Action item:
Find the number of lines in these records where the word "ElementKind" appears. Reply with that number and nothing more.

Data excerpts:

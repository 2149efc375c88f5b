//! Check command implementation

use std::process::ExitCode;

use clap::Args;
use cmm_report_core::ToleranceValidator;

use crate::commands::InputArgs;
use crate::error::CliError;
use crate::output;

#[derive(Args, Debug)]
pub struct CheckArgs {
    #[command(flatten)]
    pub input: InputArgs,

    /// Output format (table, json)
    #[arg(long, default_value = "table")]
    pub format: String,
}

/// Handle the check command
///
/// Exits with a non-zero status when any reading is out of tolerance.
pub fn handle_check(args: &CheckArgs) -> Result<ExitCode, CliError> {
    let result = args.input.import()?;
    let summary = ToleranceValidator::new().validate(&result.report);

    let rendered = match args.format.as_str() {
        "table" => output::format_check_output(&summary),
        "json" => {
            serde_json::to_string_pretty(&summary).map_err(|e| CliError::Export(e.to_string()))?
        }
        other => {
            return Err(CliError::InvalidArgument(format!(
                "Unknown format: {}",
                other
            )));
        }
    };

    println!("{}", rendered);

    if summary.is_ok() {
        Ok(ExitCode::SUCCESS)
    } else {
        Ok(ExitCode::from(1))
    }
}
//! Measured element model

use serde::{Deserialize, Serialize};

use super::enums::{Axis, ElementKind, ProbeSide};

/// A single per-axis coordinate reading with its tolerance band
#[derive(Debug, Clone, PartialEq, Serialize, Deserialize)]
#[serde(rename_all = "camelCase")]
pub struct CoordinateReading {
    /// Report label for the reading (e.g. `X-値_円1`), original Japanese preserved
    pub label: String,
    /// Machine axis
    pub axis: Axis,
    /// Measured value
    pub measured: f64,
    /// Nominal (reference) value
    pub nominal: f64,
    /// Upper tolerance
    pub upper_tolerance: f64,
    /// Lower tolerance
    pub lower_tolerance: f64,
    /// Deviation from nominal
    pub deviation: f64,
}

impl CoordinateReading {
    /// Whether the deviation lies inside the tolerance band
    pub fn within_tolerance(&self) -> bool {
        self.lower_tolerance <= self.deviation && self.deviation <= self.upper_tolerance
    }
}

/// Diameter reading of a circle element
#[derive(Debug, Clone, PartialEq, Serialize, Deserialize)]
#[serde(rename_all = "camelCase")]
pub struct DiameterReading {
    /// Measured diameter
    pub measured: f64,
    /// Nominal diameter
    pub nominal: f64,
    /// Deviation from nominal (normalized the same way as the inputs)
    pub deviation: f64,
}

/// Form statistics block of an element (the `S= ... 形状=` line)
#[derive(Debug, Clone, PartialEq, Serialize, Deserialize)]
#[serde(rename_all = "camelCase")]
pub struct FormStatistics {
    /// Standard deviation of the probed points
    pub std_dev: f64,
    /// Minimum point deviation
    pub min_value: f64,
    /// Maximum point deviation
    pub max_value: f64,
    /// Form error (形状)
    pub form_error: f64,
}

/// One measured element (circle, plane or line) with everything the report
/// attached to it
#[derive(Debug, Clone, PartialEq, Serialize, Deserialize)]
#[serde(rename_all = "camelCase")]
pub struct MeasurementElement {
    /// Element name as printed in the report (e.g. `円1`, `基準円2`, `平面1`)
    pub name: String,
    /// Kind of fitted element
    pub kind: ElementKind,
    /// Number of probed points (点数)
    #[serde(skip_serializing_if = "Option::is_none")]
    pub point_count: Option<u32>,
    /// Probe side for circles
    #[serde(skip_serializing_if = "Option::is_none")]
    pub side: Option<ProbeSide>,
    /// Coordinate readings in document order
    #[serde(default)]
    pub coordinates: Vec<CoordinateReading>,
    /// Diameter reading, circles only
    #[serde(skip_serializing_if = "Option::is_none")]
    pub diameter: Option<DiameterReading>,
    /// Form statistics
    #[serde(skip_serializing_if = "Option::is_none")]
    pub statistics: Option<FormStatistics>,
}

impl MeasurementElement {
    pub fn new(name: String, kind: ElementKind) -> Self {
        Self {
            name,
            kind,
            point_count: None,
            side: None,
            coordinates: Vec::new(),
            diameter: None,
            statistics: None,
        }
    }
}

#[cfg(test)]
mod tests {
    use super::*;

    #[test]
    fn test_within_tolerance() {
        let reading = CoordinateReading {
            label: "X-値_円1".to_string(),
            axis: Axis::X,
            measured: 12.503,
            nominal: 12.5,
            upper_tolerance: 0.05,
            lower_tolerance: 0.001,
            deviation: 0.003,
        };
        assert!(reading.within_tolerance());

        let out = CoordinateReading {
            deviation: 0.08,
            ..reading
        };
        assert!(!out.within_tolerance());
    }

    #[test]
    fn test_new_element_is_empty() {
        let element = MeasurementElement::new("円1".to_string(), ElementKind::Circle);
        assert!(element.coordinates.is_empty());
        assert!(element.diameter.is_none());
        assert!(element.statistics.is_none());
    }
}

Finished task:
4